TVM deadlocking when calling python PackedFunc from generated code

I’m having an interesting bug. In the custom datatypes framework, I’ve made it so that you’re able to implement your custom datatype operators in python by passing TVM some Python PackedFuncs which will be called in place of the operators. However, I’ve found that programs which use this functionality end up waiting on synchronization primitives when there are more than one thread:

((lldb) thread info all
thread #2: tid = 0x86e10, 0x00007fff6b9fd26e libsystem_kernel.dylib`swtch_pri + 10, queue = 'com.apple.main-thread', stop reason = signal SIGSTOP

thread #3: tid = 0x86e29, 0x00007fff6ba00916 libsystem_kernel.dylib`__psynch_cvwait + 10

thread #4: tid = 0x86e2a, 0x00007fff6ba00916 libsystem_kernel.dylib`__psynch_cvwait + 10

thread #5: tid = 0x86e2b, 0x00007fff6ba00916 libsystem_kernel.dylib`__psynch_cvwait + 10

thread #6: tid = 0x86e2c, 0x00007fff6ba00916 libsystem_kernel.dylib`__psynch_cvwait + 10

thread #7: tid = 0x86e2d, 0x00007fff6ba00916 libsystem_kernel.dylib`__psynch_cvwait + 10

thread #8: tid = 0x86e84, 0x00007fff6ba00916 libsystem_kernel.dylib`__psynch_cvwait + 10

thread #9: tid = 0x86e85, 0x00007fff6ba00916 libsystem_kernel.dylib`__psynch_cvwait + 10

thread #10: tid = 0x86e86, 0x00007fff6ba00916 libsystem_kernel.dylib`__psynch_cvwait + 10

thread #11: tid = 0x86e87, 0x00007fff6ba00916 libsystem_kernel.dylib`__psynch_cvwait + 10

thread #12: tid = 0x86e88, 0x00007fff6ba00916 libsystem_kernel.dylib`__psynch_cvwait + 10

thread #13: tid = 0x86ecb, 0x00007fff6ba00916 libsystem_kernel.dylib`__psynch_cvwait + 10

The interesting thing is that it gets through most of the work before hanging — for example, if i’m casting a vector of size 8 to a custom datatype, it will get through 7 of the casts before locking up.
I’m trying to debug this. Because it seems to be locking up in synchronization primitives, I was under the assumption that it’s not a problem with the generated code, but with the surrounding runtime system which waits for the code to complete. Any guidance or suggestions in debugging would be much appreciated!
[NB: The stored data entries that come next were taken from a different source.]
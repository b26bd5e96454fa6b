//! Subcommand implementations.

use std::collections::BTreeMap;
use std::path::{Path, PathBuf};
use std::sync::Arc;

use anyhow::{bail, Context, Result};
use tracing::warn;

use omniconvert_core::catalog;
use omniconvert_core::engine::EngineRegistry;
use omniconvert_core::{
    Config, ConversionRequest, ConversionService, Format, Pathfinder, TaskEvent, TaskStatus,
};

pub async fn convert(
    config: &Config,
    inputs: Vec<PathBuf>,
    target: &str,
    output: Option<PathBuf>,
    output_dir: Option<PathBuf>,
) -> Result<()> {
    if output.is_some() && inputs.len() > 1 {
        bail!("--output can only be used with a single input");
    }

    let service = Arc::new(
        ConversionService::from_config(config).with_subscriber(Arc::new(print_event)),
    );

    let interrupt = {
        let service = Arc::clone(&service);
        tokio::spawn(async move {
            if tokio::signal::ctrl_c().await.is_ok() {
                warn!("Interrupted, cancelling conversions");
                service.cancel_all().await;
            }
        })
    };

    let mut handles = Vec::with_capacity(inputs.len());
    let mut failed = 0usize;
    for input in &inputs {
        let mut request = ConversionRequest::new(input, target);
        if let Some(path) = &output {
            request = request.with_output_path(path);
        }
        if let Some(dir) = &output_dir {
            request = request.with_output_dir(dir);
        }

        match service.enqueue(request).await {
            Ok(handle) => handles.push(handle),
            Err(e) => {
                eprintln!("{}: {}", input.display(), e);
                failed += 1;
            }
        }
    }

    for handle in handles {
        let task_id = handle.task_id().to_string();
        if handle.wait().await != TaskStatus::Done {
            failed += 1;
        } else if let Some(task) = service.status(&task_id).await {
            println!(
                "{} -> {}",
                task.input_path.display(),
                task.output_path.display()
            );
        }
    }

    service.shutdown().await;
    interrupt.abort();

    if failed > 0 {
        bail!("{} of {} conversions failed", failed, inputs.len());
    }
    Ok(())
}

fn print_event(event: TaskEvent) {
    let short_id: String = event.task_id.chars().take(8).collect();
    println!(
        "[{}] {:>5.1}% {:<9} {}",
        short_id,
        event.fraction * 100.0,
        event.status.as_str(),
        event.message
    );
}

pub fn route(config: &Config, source: &str, target: &str, json: bool) -> Result<()> {
    let pathfinder = Pathfinder::with_bridges(config.routing.bridge_table());
    let plan = pathfinder.find_path(source, target)?;

    if json {
        println!(
            "{}",
            serde_json::to_string_pretty(&plan).context("Failed to serialize plan")?
        );
        return Ok(());
    }

    println!("{}", plan);
    for (index, step) in plan.steps().iter().enumerate() {
        println!("  {}. {}", index + 1, step);
    }
    Ok(())
}

pub fn targets(config: &Config, source: &str) -> Result<()> {
    let format = Format::from_path(Path::new(source)).unwrap_or_else(|| Format::new(source));
    if !catalog::is_known(&format) {
        bail!("Unknown format: {}", format);
    }

    let pathfinder = Pathfinder::with_bridges(config.routing.bridge_table());
    let mut by_category: BTreeMap<_, Vec<String>> = BTreeMap::new();
    for target in pathfinder.supported_targets(format) {
        if let Some(category) = catalog::category_of(&target) {
            by_category
                .entry(category)
                .or_default()
                .push(target.to_string());
        }
    }

    for (category, formats) in by_category {
        println!("{:<9} {}", category.as_str(), formats.join(", "));
    }
    Ok(())
}

pub async fn check(config: &Config) -> Result<()> {
    let registry = EngineRegistry::with_defaults(&config.engines);
    let mut missing = 0usize;

    for (kind, name, result) in registry.validate_all().await {
        match result {
            Ok(()) => println!("ok       {:<12} {}", kind.as_str(), name),
            Err(e) => {
                missing += 1;
                println!("missing  {:<12} {}: {}", kind.as_str(), name, e);
            }
        }
    }

    if missing > 0 {
        bail!("{} engine(s) unavailable", missing);
    }
    Ok(())
}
For background: the custom datatype framework I’m working on allows users to register new datatypes, and then register operator implementations over those datatypes. The above code I’m referring to allows users specifically to implement their operators in Python. For example, I might make a mytype datatype, and create its add operator in Python:

def mytypeAdd(a, b):
  return a + b

This function will get wrapped into a PackedFunc. When TVM compiles the code and sees an add of two mytypes, it will compile this into a call_packed_lowered intrinsic which calls the Python PackedFunc implementing the add.

It might have to do with a current limitation that tvm’s PackedFunc call in the generated code is not thread-safe, due to the fact that we are allocating temp arrays for the call stack and return arguments and they were allocated in the beginning of the body, instead of the location of the parallel loop. https://github.com/apache/incubator-tvm/blob/master/src/pass/lower_tvm_builtin.cc

See what will happen when you disable the parallel construct. We should also look into this issue and tries to fix the codegen issue of PackedFunc call

Yeah, I should have noted that this does NOT happen when I set TVM_NUM_THREADS to 1. Seems like you’re probably right.

I can write this up as an issue on GitHub, so we can open discussion about how the codegen issue might be fixed? Or is there already a relevant issue?

An issue would be great